Kebijakan Maritime Silk Road dalam One Belt One Road Tiongkok

Pada tahun 2013, Presiden Tiongkok, Xi Jinping, mengumumkan gagasan One Belt One Road (OBOR). OBOR adalah inisiasi strategi geopolitik Tiongkok dengan pemanfaatan jalur transportasi dunia sebagai jalur perdagangan yang tersebar di kawasan Eurasia. Adapun visi OBOR adalah untuk meningkatkan kesejahteraan dan perwujudan modernisasi Tiongkok di tahun 2020 dengan meningkatkan intensitas perdagangan dengan penyediaan fasilitas infrastruktur, baik darat maupun laut, yang memadai diseluruh kawasan yang ditargetkan (Kemendag, 2016:10). Terdapat 5 (lima) tujuan utama OBOR, yaitu koordinasi kebijakan; konektivitas fasilitas; perdagangan bebas; integrasi finansial, dan; ikatan antar masyarakat. Terdapat dua komponen utama dalam OBOR, yaitu transportasi darat dan laut. Transportasi darat disokong oleh Sabuk Jalur Sutra Ekonomi (Silk Road Economic Belt), sedangkan Jalur Sutra Maritim (MSR) berperan sebagai penyokong transportasi laut.

        MSR berperan sebagai salah satu instrumen yang menghubungkan Tiongkok dengan negara Asia hingga Eropa. Titik jalur trans-regional MSR akan menghubungkan rute darat dan laut dan mengembangkan jaringan infrastruktur di kawasan Eurasia. Perencanaan kerjasama strategis ini juga mencakup beberapa negara kawasan Asia Tenggara, Asia Timur, Afrika, dan Eropa. Jakarta termasuk sebagai salah satu titik penting dalam menghubungkan perdagangan Tiongkok di kawasan Asia Tenggara. Inisiasi MSR ini bersifat inklusif, yang berarti bahwa setiap pihak yang terlibat dapat membentuk MSR sehingga sesuai dengan kepentingan ekonomi mereka. Bagi Indonesia, MSR akan berpotensi besar untuk meningkatkan tren perdagangan dan sejalan dengan agenda Indonesia untuk menjadi PMD.

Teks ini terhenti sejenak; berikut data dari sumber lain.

use axum::{
    Json,
    http::StatusCode,
    response::{IntoResponse, Response},
};
use serde::Serialize;
use thiserror::Error;

/// Application error surface shared by all services in the workspace.
///
/// Handlers return `Result<_, AppError>`; the `IntoResponse` impl maps each
/// variant to a status code and an `{"error": ...}` JSON body.
#[derive(Debug, Error)]
pub enum AppError {
    #[error("Bad request: {0}")]
    BadRequest(anyhow::Error),

    #[error("Not found: {0}")]
    NotFound(anyhow::Error),

    #[error("Internal server error: {0}")]
    InternalError(#[from] anyhow::Error),

    #[error("Store error: {0}")]
    StoreError(anyhow::Error),

    #[error("Configuration error: {0}")]
    ConfigError(anyhow::Error),
}

impl From<config::ConfigError> for AppError {
    fn from(err: config::ConfigError) -> Self {
        AppError::ConfigError(anyhow::Error::new(err))
    }
}

impl From<std::io::Error> for AppError {
    fn from(err: std::io::Error) -> Self {
        AppError::InternalError(anyhow::Error::new(err))
    }
}

impl IntoResponse for AppError {
    fn into_response(self) -> Response {
        #[derive(Serialize)]
        struct ErrorResponse {
            error: String,
            #[serde(skip_serializing_if = "Option::is_none")]
            details: Option<String>,
        }

        let (status, error_message, details) = match self {
            AppError::BadRequest(err) => (StatusCode::BAD_REQUEST, err.to_string(), None),
            AppError::NotFound(err) => (StatusCode::NOT_FOUND, err.to_string(), None),
            AppError::InternalError(err) => (
                StatusCode::INTERNAL_SERVER_ERROR,
                "Internal server error".to_string(),
                Some(err.to_string()),
            ),
            AppError::StoreError(err) => (
                StatusCode::INTERNAL_SERVER_ERROR,
                "Store error".to_string(),
                Some(err.to_string()),
            ),
            AppError::ConfigError(err) => (
                StatusCode::INTERNAL_SERVER_ERROR,
                "Configuration error".to_string(),
                Some(err.to_string()),
            ),
        };

        (
            status,
            Json(ErrorResponse {
                error: error_message,
                details,
            }),
        )
            .into_response()
    }
}
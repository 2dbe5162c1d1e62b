use axum::{extract::Request, middleware::Next, response::Response};
use metrics::{counter, histogram};
use std::time::Instant;

/// Record a request counter and duration histogram per method/path/status.
pub async fn metrics_middleware(req: Request, next: Next) -> Response {
    let start = Instant::now();
    let method = req.method().to_string();
    let path = req.uri().path().to_string();

    let response = next.run(req).await;

    let duration = start.elapsed();
    let status = response.status().as_u16().to_string();

    let labels = [("method", method), ("path", path), ("status", status)];

    counter!("http_requests_total", &labels).increment(1);
    histogram!("http_request_duration_seconds", &labels).record(duration.as_secs_f64());

    response
}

        Rute MSR dimulai dari Quanzhou, Tiongkok hingga ke Rotterdam, Belanda. Sedangkan rute darat dimulai dari Luoyang hingga ke Hamburg, Jerman. Terdapat 5 (lima) jalur konektivitas dari MSR, yaitu:

  1. Menghubungkan Tiongkok ke Eropa melalui Asia Tengah dan Rusia
  2. Menghubungkan Tiongkok dengan Timur Tengah melalui Asia Tengah
  3. Menghubungkan Tiongkok dengan Asia Tenggara, Asia Selatan, dan Samudera Hindia
  4. Menghubungkan Tiongkok dengan Eropa melalui Laut Tiongkok Selatan dan Samudera Hindia
  5. Menghubungkan Tiongkok dengan Samudera Pasifik Selatan melalui Laut Tiongkok Selatan

     Rute transportasi MSR didukung oleh insfratruktur jalur laut dengan pelabuhan yang memadai di setiap titiknya. Kualitas infrastruktur sangat berdampak pada biaya transportasi, maka dari itu Tiongkok pun menggencarkan pembangunan infrastruktur yang memadai. Singkatnya, kualitas infrastruktur yang baik akan memudahkan transportasi barang, yang kemudian menyebabkan menurunnya biaya transportasi, dan berdampak menurunnya biaya barang (Kemendag, 2016:13).

 

           Dapat dilihat pada peta diatas bahwa proyek yang dicanangkan untuk masing-masing negara berbeda-beda. Indonesia termasuk dalam jalur MSR yang terbaru (21st Century Maritime Silk Road), sedangkan negara lainnya seperti Kazakhstan dan Uzbekistan termasuk dalam projek pembangunan jalur pipa yang menyalurkan minyak dan gas alam, yang merupakan jalur Sabuk Jalur Sutra Ekonomi. Hampir seluruh projek-projek tersebut sepenuhnya didanai oleh Asian Infrastructure Investment Bank  (AIIB) dan The Silk Road Fund, yang berinvestasi pada projek di setiap negara terkait. The Silk Road Fund telah menyiapkan 40 milyar USD khusus untuk mendanai proyek tersebut. Ketersediaan dana dan tekad Tiongkok menjadi pendorong kuat dalam merealisasikan MSR (Kemendag, 2016:11). Namun di sisi lain, dengan adanya developing dan less-developed countries dalam inisiasi ini, pembangunan projek di negara tersebut akan sangat bergantung pada investasi Tiongkok.

       Untuk memenuhi strategi kawasan ini, Tiongkok mengerahkan berbagai kerjasama bilateral dengan setiap negara yang ditargetkan. Mekanisme bilateral memang tergolong lebih mudah diimplementasikan, karena lebih cepat untuk direalisasikan, namun kerjasama bilateral yang demikian dilakukan Tiongkok saling bertumpangtindih dan menghasilkan apa yang disebut dengan “noodle bowl syndrome” atau yang disebut juga dengan “spaghetti bowl effect”, yaitu keadaan dimana seiring banyaknya perjanjian kerjasama bilateral, maka semakin rumit pula aturan dan resikopun semakin besar.

Referensi

Kementerian Perdagangan Republik Indonesia. 2016. Laporan Akhir Maritime Silk Road. Jakarta.